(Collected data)
*** Block opens ***

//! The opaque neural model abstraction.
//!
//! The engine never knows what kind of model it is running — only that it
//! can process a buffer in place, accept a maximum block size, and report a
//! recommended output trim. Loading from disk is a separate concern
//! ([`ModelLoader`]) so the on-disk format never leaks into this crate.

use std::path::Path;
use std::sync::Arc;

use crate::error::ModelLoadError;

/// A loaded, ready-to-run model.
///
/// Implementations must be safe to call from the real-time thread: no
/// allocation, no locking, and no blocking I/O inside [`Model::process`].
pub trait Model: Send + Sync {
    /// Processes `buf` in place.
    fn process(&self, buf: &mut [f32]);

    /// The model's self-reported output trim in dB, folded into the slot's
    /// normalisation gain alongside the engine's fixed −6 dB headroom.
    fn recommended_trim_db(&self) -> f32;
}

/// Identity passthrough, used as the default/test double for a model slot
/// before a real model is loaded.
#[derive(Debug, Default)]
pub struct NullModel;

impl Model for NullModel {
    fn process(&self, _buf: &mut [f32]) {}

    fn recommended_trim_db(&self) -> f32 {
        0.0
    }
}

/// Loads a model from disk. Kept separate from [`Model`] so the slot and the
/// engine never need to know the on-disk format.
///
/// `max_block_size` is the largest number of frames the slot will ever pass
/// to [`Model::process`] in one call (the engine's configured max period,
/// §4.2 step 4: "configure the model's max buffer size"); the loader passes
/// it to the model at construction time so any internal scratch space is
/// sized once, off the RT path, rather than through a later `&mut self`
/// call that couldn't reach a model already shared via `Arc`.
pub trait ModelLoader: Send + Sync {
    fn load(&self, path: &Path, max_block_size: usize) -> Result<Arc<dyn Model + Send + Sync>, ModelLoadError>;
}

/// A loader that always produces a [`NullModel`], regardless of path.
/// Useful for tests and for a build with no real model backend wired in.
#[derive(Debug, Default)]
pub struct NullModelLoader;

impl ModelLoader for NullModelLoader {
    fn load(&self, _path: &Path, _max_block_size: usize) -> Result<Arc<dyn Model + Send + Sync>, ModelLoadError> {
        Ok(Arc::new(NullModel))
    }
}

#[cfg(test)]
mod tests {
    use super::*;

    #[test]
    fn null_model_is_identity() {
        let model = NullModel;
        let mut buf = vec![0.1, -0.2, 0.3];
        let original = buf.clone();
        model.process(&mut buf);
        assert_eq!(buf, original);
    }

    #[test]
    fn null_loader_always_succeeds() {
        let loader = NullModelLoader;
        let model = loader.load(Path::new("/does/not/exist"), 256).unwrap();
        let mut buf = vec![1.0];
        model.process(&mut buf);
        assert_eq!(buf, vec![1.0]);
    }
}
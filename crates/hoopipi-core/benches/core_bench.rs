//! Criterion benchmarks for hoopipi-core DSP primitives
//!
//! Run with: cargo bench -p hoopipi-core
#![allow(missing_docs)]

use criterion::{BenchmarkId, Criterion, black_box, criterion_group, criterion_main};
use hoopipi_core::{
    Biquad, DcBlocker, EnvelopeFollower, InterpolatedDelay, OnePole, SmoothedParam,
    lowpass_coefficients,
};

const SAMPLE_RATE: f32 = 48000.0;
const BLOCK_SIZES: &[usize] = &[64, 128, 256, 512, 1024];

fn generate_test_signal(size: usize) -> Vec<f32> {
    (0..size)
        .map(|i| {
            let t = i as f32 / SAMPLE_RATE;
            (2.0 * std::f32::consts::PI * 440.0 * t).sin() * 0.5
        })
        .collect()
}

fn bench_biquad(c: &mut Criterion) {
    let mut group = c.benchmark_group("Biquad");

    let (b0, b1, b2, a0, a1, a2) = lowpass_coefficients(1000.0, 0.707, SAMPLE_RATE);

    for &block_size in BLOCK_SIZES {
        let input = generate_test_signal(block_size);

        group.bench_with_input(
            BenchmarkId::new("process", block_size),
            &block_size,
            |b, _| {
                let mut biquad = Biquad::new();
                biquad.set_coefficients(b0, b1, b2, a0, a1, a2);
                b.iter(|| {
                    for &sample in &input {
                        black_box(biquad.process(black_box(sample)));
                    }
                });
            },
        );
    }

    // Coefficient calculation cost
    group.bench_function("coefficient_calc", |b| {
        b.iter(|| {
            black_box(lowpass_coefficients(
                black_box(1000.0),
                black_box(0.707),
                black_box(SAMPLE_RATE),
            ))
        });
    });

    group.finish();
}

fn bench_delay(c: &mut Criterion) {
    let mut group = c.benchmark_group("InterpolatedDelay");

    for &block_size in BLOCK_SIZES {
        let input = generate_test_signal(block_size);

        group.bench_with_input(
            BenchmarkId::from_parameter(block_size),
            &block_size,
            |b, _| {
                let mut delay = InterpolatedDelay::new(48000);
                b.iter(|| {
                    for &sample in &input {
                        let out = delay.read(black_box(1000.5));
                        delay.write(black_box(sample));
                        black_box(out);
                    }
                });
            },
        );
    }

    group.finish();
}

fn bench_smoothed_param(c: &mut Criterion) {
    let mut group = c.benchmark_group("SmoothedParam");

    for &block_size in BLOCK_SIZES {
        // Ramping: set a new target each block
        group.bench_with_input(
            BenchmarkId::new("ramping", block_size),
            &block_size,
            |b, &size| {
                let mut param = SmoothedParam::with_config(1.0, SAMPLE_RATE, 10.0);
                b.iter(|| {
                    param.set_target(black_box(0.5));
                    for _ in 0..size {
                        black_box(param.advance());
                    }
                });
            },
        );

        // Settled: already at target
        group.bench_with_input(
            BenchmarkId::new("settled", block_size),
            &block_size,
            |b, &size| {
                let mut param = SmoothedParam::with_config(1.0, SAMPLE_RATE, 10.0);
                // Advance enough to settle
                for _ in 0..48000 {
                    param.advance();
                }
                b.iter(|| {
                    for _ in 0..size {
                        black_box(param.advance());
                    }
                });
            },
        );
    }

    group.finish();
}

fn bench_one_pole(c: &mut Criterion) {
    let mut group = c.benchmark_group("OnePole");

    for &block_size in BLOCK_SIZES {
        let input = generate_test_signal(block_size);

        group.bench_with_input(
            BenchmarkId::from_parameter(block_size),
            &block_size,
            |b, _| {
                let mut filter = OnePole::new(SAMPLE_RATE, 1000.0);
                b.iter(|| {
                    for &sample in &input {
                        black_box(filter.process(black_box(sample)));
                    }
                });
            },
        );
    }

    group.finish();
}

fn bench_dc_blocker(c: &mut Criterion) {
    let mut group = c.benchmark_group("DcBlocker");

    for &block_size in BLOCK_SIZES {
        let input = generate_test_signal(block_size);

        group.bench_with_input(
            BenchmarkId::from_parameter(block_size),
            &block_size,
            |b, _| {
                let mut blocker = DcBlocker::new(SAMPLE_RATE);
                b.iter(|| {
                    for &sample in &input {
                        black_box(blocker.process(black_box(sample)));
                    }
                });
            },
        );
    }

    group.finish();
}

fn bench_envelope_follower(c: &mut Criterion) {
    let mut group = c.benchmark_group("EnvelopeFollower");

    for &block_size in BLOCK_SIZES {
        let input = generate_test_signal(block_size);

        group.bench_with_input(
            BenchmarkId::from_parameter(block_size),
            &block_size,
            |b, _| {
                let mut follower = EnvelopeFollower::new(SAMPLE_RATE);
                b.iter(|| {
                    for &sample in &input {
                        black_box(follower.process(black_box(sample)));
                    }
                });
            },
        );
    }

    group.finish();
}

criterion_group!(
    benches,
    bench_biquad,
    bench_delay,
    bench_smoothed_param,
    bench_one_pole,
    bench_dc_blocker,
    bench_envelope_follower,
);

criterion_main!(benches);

*** Block closes ***
*** Block opens ***

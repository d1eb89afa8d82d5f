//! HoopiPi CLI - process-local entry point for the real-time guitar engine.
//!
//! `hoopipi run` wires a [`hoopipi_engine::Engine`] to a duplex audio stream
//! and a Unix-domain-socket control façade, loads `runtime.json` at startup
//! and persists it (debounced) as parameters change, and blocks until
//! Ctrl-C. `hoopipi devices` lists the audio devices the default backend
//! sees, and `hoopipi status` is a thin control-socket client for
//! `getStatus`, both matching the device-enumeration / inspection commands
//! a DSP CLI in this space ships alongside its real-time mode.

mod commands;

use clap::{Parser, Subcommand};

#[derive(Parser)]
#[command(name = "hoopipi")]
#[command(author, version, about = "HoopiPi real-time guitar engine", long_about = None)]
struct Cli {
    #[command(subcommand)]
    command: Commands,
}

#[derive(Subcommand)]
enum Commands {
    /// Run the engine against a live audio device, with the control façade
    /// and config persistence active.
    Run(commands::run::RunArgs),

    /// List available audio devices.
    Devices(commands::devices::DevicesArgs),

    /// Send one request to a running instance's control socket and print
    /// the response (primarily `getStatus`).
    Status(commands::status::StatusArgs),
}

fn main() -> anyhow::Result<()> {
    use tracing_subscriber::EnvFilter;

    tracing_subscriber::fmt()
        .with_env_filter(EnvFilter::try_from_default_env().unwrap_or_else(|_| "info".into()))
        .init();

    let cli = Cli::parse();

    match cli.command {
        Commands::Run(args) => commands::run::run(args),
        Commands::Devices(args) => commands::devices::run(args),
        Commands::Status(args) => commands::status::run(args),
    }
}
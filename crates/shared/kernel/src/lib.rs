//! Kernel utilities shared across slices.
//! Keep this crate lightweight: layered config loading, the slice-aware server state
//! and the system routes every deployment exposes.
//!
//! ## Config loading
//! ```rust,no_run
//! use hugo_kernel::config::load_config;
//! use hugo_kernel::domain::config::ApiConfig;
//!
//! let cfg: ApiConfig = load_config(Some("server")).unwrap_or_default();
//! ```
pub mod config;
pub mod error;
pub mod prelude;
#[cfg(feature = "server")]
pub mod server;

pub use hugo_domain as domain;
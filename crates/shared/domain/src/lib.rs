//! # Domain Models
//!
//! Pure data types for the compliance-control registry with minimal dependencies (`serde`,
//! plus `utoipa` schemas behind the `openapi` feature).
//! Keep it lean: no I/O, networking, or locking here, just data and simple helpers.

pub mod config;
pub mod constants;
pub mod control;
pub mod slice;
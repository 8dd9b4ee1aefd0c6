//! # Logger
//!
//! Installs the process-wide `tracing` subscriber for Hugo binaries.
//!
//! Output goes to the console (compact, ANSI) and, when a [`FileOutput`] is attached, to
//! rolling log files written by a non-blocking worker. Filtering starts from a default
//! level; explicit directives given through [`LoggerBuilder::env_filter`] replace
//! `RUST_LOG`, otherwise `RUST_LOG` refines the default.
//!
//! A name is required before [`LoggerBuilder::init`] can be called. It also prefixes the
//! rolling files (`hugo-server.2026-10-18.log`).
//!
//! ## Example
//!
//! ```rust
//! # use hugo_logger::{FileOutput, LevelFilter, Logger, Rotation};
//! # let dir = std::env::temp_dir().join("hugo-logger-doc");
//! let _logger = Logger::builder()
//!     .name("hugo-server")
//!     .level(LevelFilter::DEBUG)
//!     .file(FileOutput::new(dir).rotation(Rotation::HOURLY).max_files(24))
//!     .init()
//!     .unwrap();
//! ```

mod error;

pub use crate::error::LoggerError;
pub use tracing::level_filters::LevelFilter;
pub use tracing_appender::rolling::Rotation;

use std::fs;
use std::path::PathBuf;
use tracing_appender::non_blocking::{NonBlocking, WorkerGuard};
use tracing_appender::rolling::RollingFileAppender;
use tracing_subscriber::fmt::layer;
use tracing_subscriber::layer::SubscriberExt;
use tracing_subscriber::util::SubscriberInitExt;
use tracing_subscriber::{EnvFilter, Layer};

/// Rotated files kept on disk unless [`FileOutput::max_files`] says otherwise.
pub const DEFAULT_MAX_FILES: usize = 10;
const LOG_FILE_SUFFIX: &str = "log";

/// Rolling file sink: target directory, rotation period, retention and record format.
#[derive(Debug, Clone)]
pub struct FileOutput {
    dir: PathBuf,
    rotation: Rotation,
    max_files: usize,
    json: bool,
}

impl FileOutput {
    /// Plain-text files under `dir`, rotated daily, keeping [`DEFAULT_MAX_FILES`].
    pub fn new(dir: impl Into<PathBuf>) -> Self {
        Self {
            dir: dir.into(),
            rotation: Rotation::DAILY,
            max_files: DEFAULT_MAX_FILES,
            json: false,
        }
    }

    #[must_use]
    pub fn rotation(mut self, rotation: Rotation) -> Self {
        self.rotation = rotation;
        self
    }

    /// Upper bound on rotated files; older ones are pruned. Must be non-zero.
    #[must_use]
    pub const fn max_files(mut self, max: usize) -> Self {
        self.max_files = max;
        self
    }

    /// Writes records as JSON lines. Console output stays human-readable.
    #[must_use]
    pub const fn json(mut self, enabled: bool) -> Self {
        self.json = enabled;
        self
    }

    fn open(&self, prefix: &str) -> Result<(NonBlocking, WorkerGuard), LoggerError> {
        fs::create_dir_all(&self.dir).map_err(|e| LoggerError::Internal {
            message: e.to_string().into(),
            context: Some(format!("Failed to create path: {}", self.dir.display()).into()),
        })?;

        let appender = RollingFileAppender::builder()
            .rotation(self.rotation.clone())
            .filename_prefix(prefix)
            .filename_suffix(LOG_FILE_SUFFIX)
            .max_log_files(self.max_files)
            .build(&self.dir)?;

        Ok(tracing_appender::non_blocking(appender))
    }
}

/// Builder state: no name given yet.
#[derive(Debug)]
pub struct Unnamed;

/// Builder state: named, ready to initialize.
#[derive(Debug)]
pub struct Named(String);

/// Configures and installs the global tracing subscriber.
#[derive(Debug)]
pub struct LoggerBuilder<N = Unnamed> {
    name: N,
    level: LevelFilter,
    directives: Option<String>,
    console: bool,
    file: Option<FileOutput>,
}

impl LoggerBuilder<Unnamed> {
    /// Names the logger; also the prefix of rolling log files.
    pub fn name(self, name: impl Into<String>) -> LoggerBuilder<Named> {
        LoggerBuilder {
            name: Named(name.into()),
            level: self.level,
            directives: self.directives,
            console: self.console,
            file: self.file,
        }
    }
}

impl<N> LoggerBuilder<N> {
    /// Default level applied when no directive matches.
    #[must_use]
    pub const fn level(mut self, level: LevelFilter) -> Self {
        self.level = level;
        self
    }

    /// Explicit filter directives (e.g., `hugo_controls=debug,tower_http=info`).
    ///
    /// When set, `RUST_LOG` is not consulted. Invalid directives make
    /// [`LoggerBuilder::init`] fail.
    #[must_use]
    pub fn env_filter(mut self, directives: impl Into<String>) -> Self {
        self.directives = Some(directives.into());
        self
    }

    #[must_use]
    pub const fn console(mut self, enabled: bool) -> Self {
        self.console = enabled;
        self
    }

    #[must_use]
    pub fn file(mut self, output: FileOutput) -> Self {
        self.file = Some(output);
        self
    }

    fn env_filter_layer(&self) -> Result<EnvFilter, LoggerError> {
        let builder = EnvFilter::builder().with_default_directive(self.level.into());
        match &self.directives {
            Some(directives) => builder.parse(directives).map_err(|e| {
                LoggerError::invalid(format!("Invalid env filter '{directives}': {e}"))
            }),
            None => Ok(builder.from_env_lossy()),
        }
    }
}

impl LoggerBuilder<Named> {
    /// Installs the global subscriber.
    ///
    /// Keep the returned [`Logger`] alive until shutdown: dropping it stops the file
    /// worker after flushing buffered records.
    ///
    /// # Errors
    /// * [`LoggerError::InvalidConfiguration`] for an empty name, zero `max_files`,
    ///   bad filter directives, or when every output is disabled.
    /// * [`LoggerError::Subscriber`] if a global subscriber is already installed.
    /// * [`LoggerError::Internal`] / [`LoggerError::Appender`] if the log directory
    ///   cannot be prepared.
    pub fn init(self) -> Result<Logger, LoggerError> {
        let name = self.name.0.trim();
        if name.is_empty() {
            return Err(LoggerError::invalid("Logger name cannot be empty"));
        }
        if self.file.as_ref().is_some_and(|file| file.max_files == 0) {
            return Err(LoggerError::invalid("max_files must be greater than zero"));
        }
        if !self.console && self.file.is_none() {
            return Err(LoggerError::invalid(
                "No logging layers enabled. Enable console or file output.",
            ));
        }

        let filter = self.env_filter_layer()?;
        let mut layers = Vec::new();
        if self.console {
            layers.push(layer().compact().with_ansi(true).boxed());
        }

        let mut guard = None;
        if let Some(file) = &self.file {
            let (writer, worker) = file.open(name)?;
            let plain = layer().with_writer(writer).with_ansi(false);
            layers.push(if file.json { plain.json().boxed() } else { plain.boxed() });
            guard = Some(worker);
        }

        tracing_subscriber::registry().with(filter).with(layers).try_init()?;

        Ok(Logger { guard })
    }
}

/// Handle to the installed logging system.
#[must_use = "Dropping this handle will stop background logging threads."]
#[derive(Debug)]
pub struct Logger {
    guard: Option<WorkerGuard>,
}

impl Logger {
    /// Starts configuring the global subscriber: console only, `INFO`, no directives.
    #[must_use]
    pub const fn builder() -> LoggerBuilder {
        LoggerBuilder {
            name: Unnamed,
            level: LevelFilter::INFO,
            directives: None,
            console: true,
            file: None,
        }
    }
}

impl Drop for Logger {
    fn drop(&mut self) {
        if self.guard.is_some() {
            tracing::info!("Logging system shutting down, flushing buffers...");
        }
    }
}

*** Block closes ***

PROBLEM STATEMENT: For every line above that holds the word "push", report the whole line.

EXERCISE SOLUTION:
            layers.push(layer().compact().with_ansi(true).boxed());
            layers.push(if file.json { plain.json().boxed() } else { plain.boxed() });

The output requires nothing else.